• Extracted data:
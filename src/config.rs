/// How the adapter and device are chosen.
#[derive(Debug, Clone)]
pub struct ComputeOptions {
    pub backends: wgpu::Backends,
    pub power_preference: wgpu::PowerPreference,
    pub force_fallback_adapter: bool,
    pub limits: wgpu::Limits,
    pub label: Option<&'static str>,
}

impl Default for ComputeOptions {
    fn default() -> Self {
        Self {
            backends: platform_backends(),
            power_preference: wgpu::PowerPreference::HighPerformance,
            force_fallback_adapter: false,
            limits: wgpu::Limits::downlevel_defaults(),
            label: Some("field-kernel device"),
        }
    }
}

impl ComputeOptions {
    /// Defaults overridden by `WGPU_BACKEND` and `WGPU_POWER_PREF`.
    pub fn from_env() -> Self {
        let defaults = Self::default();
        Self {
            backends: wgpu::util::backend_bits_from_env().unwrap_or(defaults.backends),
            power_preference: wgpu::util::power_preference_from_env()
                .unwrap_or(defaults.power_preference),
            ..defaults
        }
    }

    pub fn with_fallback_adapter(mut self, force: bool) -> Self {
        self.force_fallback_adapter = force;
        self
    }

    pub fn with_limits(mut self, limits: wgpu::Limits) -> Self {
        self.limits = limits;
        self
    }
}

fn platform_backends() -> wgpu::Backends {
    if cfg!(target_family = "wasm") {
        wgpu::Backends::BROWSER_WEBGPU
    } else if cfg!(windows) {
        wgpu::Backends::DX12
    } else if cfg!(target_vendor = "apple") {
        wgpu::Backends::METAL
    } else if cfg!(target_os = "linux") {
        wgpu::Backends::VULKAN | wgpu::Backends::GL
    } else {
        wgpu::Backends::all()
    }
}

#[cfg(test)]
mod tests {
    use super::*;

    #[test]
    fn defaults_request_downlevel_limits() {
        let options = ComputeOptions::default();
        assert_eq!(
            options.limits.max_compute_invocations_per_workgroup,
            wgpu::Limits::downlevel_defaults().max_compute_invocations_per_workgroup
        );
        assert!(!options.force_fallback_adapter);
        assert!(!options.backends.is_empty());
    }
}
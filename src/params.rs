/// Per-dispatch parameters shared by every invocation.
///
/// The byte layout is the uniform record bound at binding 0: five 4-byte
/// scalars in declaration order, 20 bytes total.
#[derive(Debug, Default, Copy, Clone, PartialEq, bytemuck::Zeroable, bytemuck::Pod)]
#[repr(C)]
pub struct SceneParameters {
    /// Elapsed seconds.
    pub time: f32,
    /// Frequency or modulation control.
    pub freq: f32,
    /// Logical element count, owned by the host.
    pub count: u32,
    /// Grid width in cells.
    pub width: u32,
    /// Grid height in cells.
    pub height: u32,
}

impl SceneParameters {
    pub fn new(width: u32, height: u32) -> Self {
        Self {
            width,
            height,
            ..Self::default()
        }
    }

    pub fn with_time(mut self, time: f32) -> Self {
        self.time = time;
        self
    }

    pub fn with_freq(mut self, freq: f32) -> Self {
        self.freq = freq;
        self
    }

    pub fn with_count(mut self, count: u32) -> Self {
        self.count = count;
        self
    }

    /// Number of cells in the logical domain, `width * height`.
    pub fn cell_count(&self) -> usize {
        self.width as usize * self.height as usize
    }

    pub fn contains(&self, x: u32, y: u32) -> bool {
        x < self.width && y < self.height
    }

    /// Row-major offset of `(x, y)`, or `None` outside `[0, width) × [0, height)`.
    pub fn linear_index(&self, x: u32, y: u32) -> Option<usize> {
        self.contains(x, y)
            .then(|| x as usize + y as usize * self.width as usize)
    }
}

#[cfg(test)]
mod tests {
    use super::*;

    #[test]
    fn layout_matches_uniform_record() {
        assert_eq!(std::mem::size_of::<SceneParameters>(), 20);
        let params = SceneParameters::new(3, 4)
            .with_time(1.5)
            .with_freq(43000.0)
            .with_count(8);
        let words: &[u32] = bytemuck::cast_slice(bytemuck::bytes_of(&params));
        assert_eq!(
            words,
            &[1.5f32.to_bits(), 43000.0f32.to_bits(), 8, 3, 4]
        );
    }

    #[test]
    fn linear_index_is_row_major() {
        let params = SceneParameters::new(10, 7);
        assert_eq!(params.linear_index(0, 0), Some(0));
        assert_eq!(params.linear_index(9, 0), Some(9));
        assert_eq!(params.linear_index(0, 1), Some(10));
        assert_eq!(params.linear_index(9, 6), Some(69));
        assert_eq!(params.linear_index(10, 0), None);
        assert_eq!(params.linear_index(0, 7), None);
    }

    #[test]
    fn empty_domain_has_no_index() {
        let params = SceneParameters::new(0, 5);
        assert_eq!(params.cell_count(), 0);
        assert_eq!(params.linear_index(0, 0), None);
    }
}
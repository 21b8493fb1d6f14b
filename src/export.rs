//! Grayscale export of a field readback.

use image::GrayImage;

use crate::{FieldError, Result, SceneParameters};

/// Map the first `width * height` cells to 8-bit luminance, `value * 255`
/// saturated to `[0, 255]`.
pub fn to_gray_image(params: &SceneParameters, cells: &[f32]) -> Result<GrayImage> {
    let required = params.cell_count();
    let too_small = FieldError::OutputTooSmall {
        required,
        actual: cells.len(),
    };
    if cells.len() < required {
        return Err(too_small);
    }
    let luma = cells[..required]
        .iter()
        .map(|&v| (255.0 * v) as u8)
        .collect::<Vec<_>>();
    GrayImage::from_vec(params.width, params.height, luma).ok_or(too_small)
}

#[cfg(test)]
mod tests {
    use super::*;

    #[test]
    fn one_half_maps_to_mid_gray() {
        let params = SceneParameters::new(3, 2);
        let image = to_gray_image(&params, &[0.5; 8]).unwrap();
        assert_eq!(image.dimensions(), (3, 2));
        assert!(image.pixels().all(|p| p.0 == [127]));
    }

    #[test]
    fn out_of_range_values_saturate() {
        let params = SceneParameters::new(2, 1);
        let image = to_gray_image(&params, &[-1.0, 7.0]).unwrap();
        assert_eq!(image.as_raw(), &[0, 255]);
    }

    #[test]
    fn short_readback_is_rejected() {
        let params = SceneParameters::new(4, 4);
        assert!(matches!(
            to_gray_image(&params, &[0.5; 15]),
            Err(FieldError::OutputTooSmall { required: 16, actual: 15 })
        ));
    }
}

• Your objective:
Search the records above for "device". Copy each line where it is found.

• Response:
/// How the adapter and device are chosen.
            label: Some("field-kernel device"),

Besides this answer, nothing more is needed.